*** Recorded information ***
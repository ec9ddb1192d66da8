pub mod files;
pub mod models;
pub mod routes;
pub mod store;

use async_trait::async_trait;
use axum::{
    routing::{get, post},
    Router,
};
use bookstore_kernel::{AppState, InitCtx, Migration, Module};
use serde_json::json;

/// Book catalog and reviews
pub struct BooksModule;

impl BooksModule {
    pub const fn new() -> Self {
        Self
    }
}

impl Default for BooksModule {
    fn default() -> Self {
        Self::new()
    }
}

#[async_trait]
impl Module for BooksModule {
    fn name(&self) -> &'static str {
        "books"
    }

    async fn init(&self, ctx: &InitCtx<'_>) -> anyhow::Result<()> {
        tracing::info!(
            module = self.name(),
            environment = ?ctx.settings.environment,
            extensions = ?ctx.settings.books.file_valid_extensions,
            size_limit_mb = ctx.settings.books.file_size_limit_mb,
            "books module initialized"
        );
        Ok(())
    }

    fn routes(&self) -> Router<AppState> {
        Router::new()
            .route("/books/", get(routes::list_books))
            .route("/books/{id}/", get(routes::get_book))
            .route("/books/{id}/add_review/", post(routes::add_review))
            .route("/reviews/", get(routes::list_reviews))
            .route("/reviews/{id}/", get(routes::get_review))
    }

    fn openapi(&self) -> Option<serde_json::Value> {
        let error = json!({
            "application/json": { "schema": { "$ref": "#/components/schemas/ErrorResponse" } }
        });
        let secured = json!([{ "bearerAuth": [] }]);
        let id_param = json!([{
            "name": "id",
            "in": "path",
            "required": true,
            "schema": { "type": "integer" }
        }]);

        Some(json!({
            "paths": {
                "/books/": {
                    "get": {
                        "summary": "List books with their reviews",
                        "tags": ["Books"],
                        "security": secured,
                        "responses": {
                            "200": {
                                "description": "List of books",
                                "content": {
                                    "application/json": {
                                        "schema": { "type": "array", "items": { "$ref": "#/components/schemas/Book" } }
                                    }
                                }
                            },
                            "401": { "description": "Not authenticated", "content": error }
                        }
                    }
                },
                "/books/{id}/": {
                    "get": {
                        "summary": "Book detail with reviews",
                        "tags": ["Books"],
                        "security": secured,
                        "parameters": id_param,
                        "responses": {
                            "200": {
                                "description": "Book",
                                "content": { "application/json": { "schema": { "$ref": "#/components/schemas/Book" } } }
                            },
                            "401": { "description": "Not authenticated", "content": error },
                            "404": { "description": "Book not found", "content": error }
                        }
                    }
                },
                "/books/{id}/add_review/": {
                    "post": {
                        "summary": "Review a book as the calling user",
                        "tags": ["Books"],
                        "security": secured,
                        "parameters": id_param,
                        "requestBody": {
                            "required": true,
                            "content": { "application/json": { "schema": { "$ref": "#/components/schemas/CreateReview" } } }
                        },
                        "responses": {
                            "201": {
                                "description": "Created review",
                                "content": { "application/json": { "schema": { "$ref": "#/components/schemas/Review" } } }
                            },
                            "400": { "description": "Invalid rating or duplicate review", "content": error },
                            "401": { "description": "Not authenticated", "content": error },
                            "404": { "description": "Book not found", "content": error }
                        }
                    }
                },
                "/reviews/": {
                    "get": {
                        "summary": "List reviews",
                        "tags": ["Reviews"],
                        "responses": {
                            "200": {
                                "description": "List of reviews",
                                "content": {
                                    "application/json": {
                                        "schema": { "type": "array", "items": { "$ref": "#/components/schemas/Review" } }
                                    }
                                }
                            }
                        }
                    }
                },
                "/reviews/{id}/": {
                    "get": {
                        "summary": "Review detail",
                        "tags": ["Reviews"],
                        "parameters": id_param,
                        "responses": {
                            "200": {
                                "description": "Review",
                                "content": { "application/json": { "schema": { "$ref": "#/components/schemas/Review" } } }
                            },
                            "404": { "description": "Review not found", "content": error }
                        }
                    }
                }
            },
            "components": {
                "schemas": {
                    "Book": {
                        "type": "object",
                        "properties": {
                            "id": { "type": "integer" },
                            "title": { "type": "string" },
                            "author": { "type": "string" },
                            "description": { "type": "string" },
                            "file": {
                                "type": ["string", "null"],
                                "description": "Public URL of the uploaded book file"
                            },
                            "publish_date": { "type": "string", "format": "date-time" },
                            "created_at": { "type": "string", "format": "date-time" },
                            "reviews": { "type": "array", "items": { "$ref": "#/components/schemas/Review" } }
                        },
                        "required": ["id", "title", "author", "description", "publish_date", "created_at", "reviews"]
                    },
                    "Review": {
                        "type": "object",
                        "properties": {
                            "id": { "type": "integer" },
                            "user": { "type": "integer", "description": "Id of the reviewing user" },
                            "book": { "type": "integer" },
                            "review_text": { "type": "string" },
                            "rating": { "type": "integer", "minimum": 0, "maximum": 5 },
                            "created_at": { "type": "string", "format": "date-time" }
                        },
                        "required": ["id", "user", "book", "review_text", "rating", "created_at"]
                    },
                    "CreateReview": {
                        "type": "object",
                        "properties": {
                            "review_text": { "type": "string" },
                            "rating": { "type": "integer", "minimum": 0, "maximum": 5 }
                        },
                        "required": ["review_text", "rating"]
                    }
                }
            }
        }))
    }

    fn migrations(&self) -> Vec<Migration> {
        vec![Migration {
            id: "001_init",
            up: r#"
                CREATE TABLE book (
                    id           INTEGER PRIMARY KEY AUTOINCREMENT,
                    title        TEXT NOT NULL CHECK (length(title) BETWEEN 1 AND 255),
                    author       TEXT NOT NULL CHECK (length(author) BETWEEN 1 AND 255),
                    description  TEXT NOT NULL DEFAULT '',
                    file         TEXT,
                    publish_date TEXT NOT NULL,
                    created_at   TEXT NOT NULL
                );

                CREATE TABLE review (
                    id          INTEGER PRIMARY KEY AUTOINCREMENT,
                    user_id     INTEGER NOT NULL REFERENCES auth_user (id) ON DELETE CASCADE,
                    book_id     INTEGER NOT NULL REFERENCES book (id) ON DELETE CASCADE,
                    review_text TEXT    NOT NULL,
                    rating      INTEGER NOT NULL CHECK (rating BETWEEN 0 AND 5),
                    created_at  TEXT    NOT NULL
                );

                CREATE UNIQUE INDEX review_user_book_unique ON review (user_id, book_id);
                CREATE INDEX review_book_id ON review (book_id);
                "#,
        }]
    }

    async fn start(&self, ctx: &InitCtx<'_>) -> anyhow::Result<()> {
        let reviews = store::count_reviews(ctx.db).await?;
        tracing::info!(module = self.name(), reviews, "books module started");
        Ok(())
    }

    async fn stop(&self) -> anyhow::Result<()> {
        tracing::info!(module = self.name(), "books module stopped");
        Ok(())
    }
}

/// Create a new instance of the books module
pub fn create_module() -> std::sync::Arc<dyn Module> {
    std::sync::Arc::new(BooksModule::new())
}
*** End of Recorded information ***
• **About this task**: Find how many lines of the records hold the string "InitCtx", then give that number by itself.

• **Answer area**: 3